## Task details:
Take each line below that has "copied" and copy it.

#### Exercise materials

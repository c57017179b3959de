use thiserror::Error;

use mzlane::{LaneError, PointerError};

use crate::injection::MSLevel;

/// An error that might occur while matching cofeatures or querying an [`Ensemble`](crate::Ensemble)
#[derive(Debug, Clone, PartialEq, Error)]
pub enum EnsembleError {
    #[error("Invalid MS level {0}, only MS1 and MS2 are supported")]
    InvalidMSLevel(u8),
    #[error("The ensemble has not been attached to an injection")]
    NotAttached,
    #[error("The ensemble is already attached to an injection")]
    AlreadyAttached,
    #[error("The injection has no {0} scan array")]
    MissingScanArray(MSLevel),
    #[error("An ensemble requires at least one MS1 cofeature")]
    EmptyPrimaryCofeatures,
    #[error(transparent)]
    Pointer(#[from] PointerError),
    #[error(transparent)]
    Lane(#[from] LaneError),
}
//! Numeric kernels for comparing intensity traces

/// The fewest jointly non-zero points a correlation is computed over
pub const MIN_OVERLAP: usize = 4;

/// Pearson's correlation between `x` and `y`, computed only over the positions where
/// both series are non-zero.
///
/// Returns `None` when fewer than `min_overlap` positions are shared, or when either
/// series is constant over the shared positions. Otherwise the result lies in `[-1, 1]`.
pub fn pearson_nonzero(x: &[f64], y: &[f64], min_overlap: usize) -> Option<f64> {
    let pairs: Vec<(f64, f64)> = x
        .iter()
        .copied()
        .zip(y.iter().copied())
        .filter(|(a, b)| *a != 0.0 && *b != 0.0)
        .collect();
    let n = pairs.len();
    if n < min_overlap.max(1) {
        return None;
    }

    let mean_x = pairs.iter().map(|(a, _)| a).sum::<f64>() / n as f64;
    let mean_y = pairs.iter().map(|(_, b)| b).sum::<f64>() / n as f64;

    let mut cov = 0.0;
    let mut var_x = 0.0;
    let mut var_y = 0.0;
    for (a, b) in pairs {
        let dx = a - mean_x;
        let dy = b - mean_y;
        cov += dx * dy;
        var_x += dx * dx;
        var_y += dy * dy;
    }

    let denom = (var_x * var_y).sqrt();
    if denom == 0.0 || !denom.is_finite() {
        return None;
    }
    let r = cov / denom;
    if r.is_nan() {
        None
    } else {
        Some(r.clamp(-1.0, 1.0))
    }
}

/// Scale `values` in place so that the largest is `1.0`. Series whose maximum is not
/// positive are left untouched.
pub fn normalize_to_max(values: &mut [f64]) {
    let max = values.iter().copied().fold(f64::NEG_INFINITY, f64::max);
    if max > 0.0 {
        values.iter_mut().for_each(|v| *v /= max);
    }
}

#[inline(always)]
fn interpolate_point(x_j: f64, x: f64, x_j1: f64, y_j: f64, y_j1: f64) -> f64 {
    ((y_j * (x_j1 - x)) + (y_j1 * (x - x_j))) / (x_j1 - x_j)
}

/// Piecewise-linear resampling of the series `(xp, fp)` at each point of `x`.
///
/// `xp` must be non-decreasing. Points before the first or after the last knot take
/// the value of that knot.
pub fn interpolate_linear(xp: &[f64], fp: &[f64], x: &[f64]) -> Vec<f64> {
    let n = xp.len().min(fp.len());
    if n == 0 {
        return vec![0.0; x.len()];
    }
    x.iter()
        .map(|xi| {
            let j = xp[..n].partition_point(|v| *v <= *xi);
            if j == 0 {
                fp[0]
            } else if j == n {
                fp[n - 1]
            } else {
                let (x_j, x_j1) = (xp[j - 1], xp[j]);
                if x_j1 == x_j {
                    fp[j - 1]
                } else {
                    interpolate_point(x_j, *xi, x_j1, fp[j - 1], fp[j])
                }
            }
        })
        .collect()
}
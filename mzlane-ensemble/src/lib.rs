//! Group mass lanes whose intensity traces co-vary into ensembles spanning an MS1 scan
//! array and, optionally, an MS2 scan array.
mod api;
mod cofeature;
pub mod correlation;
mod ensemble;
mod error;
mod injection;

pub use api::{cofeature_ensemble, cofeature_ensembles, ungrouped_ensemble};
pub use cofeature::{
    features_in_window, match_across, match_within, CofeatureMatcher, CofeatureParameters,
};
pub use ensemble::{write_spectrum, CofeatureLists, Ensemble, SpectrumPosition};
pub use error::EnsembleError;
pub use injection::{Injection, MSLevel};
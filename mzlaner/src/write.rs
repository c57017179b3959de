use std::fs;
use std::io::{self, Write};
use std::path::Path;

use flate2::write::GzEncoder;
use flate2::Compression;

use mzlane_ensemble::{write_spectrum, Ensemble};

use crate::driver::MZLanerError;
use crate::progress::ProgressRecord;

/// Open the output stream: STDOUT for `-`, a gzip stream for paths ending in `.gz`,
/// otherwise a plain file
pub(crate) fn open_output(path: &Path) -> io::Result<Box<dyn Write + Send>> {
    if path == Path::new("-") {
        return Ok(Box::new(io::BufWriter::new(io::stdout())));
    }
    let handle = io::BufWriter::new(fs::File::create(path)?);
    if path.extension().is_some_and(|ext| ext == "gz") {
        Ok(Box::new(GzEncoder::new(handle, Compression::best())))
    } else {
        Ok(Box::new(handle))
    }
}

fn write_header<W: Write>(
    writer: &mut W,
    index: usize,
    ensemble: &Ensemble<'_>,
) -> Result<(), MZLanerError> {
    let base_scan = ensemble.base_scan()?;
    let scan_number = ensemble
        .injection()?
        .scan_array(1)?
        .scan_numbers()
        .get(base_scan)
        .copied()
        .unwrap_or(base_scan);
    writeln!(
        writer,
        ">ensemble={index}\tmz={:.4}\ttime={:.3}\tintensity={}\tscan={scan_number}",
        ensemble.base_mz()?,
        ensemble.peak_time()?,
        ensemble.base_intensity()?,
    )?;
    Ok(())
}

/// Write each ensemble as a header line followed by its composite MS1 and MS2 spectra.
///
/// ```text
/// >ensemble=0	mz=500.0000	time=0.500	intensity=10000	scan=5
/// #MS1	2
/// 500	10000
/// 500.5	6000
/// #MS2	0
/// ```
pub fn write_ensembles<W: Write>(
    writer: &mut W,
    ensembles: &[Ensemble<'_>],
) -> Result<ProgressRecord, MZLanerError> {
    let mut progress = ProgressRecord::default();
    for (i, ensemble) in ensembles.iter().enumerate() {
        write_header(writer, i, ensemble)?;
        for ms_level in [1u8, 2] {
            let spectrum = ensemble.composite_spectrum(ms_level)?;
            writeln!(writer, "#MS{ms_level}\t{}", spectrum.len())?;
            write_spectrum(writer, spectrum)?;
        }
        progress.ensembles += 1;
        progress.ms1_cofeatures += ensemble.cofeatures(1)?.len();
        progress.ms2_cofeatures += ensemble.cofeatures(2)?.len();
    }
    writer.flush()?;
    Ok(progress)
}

########
#### Exercise materials

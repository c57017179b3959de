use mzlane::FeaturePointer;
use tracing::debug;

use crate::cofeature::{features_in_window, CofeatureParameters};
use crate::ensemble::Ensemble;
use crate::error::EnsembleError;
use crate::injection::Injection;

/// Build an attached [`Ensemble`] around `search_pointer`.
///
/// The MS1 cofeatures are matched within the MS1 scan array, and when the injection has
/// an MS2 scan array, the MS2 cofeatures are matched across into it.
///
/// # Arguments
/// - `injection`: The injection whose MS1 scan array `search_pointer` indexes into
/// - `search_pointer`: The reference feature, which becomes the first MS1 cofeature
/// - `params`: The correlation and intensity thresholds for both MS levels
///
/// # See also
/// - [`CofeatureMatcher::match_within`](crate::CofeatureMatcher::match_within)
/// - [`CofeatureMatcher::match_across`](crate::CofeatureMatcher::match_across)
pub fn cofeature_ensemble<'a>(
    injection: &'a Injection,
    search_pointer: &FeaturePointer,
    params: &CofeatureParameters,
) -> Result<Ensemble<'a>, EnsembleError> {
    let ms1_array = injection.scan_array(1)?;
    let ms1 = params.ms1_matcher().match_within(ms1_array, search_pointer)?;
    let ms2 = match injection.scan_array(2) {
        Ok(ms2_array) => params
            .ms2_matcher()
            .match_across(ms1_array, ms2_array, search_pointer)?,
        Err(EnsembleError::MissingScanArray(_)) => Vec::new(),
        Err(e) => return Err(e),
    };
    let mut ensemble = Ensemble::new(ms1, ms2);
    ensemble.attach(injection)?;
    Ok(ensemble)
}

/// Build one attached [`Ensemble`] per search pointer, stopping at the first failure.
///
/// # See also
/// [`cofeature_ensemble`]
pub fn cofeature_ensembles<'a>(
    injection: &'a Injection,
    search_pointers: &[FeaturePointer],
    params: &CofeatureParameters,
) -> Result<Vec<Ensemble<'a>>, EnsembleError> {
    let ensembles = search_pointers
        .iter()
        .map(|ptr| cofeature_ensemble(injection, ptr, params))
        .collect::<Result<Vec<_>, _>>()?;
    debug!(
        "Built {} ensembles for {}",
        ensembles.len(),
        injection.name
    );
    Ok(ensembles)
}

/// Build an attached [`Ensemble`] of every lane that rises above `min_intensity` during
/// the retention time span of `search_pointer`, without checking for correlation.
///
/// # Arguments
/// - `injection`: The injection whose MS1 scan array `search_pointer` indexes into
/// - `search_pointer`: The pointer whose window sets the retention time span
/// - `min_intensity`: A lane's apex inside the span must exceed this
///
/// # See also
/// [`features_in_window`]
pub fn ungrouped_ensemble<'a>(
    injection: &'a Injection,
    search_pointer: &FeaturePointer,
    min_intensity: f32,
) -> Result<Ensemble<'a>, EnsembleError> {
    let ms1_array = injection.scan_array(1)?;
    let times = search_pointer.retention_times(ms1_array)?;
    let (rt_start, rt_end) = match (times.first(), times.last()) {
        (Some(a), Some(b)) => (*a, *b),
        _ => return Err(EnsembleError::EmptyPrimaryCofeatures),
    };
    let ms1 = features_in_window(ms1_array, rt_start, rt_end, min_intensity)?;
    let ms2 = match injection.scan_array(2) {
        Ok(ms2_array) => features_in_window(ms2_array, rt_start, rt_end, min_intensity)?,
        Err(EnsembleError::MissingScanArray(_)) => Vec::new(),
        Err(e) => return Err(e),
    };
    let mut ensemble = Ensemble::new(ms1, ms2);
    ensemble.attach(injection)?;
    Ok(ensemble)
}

########
#### Exercise materials

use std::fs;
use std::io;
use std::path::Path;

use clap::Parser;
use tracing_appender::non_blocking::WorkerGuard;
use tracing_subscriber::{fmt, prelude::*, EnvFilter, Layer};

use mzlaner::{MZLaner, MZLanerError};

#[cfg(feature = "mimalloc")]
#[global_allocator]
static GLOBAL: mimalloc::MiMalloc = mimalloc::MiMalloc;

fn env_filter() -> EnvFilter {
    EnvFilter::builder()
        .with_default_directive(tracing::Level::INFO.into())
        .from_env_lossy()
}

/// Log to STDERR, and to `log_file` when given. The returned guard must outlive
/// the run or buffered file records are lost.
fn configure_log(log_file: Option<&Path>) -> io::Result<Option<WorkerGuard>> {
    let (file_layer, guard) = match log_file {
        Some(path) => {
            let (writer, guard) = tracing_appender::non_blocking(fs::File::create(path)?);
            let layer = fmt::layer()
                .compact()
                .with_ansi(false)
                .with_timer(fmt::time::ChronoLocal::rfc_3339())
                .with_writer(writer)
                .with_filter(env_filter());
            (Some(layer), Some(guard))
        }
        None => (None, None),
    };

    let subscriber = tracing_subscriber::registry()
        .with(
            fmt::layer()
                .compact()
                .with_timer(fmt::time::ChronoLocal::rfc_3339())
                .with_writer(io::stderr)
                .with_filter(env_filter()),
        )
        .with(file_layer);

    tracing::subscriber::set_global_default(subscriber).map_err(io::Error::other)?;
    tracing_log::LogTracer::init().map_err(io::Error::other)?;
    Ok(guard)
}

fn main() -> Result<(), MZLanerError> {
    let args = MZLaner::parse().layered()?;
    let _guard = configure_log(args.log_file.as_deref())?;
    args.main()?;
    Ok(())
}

########

## Answer to the exercise:
        .copied()
        .zip(y.iter().copied())
    let max = values.iter().copied().fold(f64::NEG_INFINITY, f64::max);
        .copied()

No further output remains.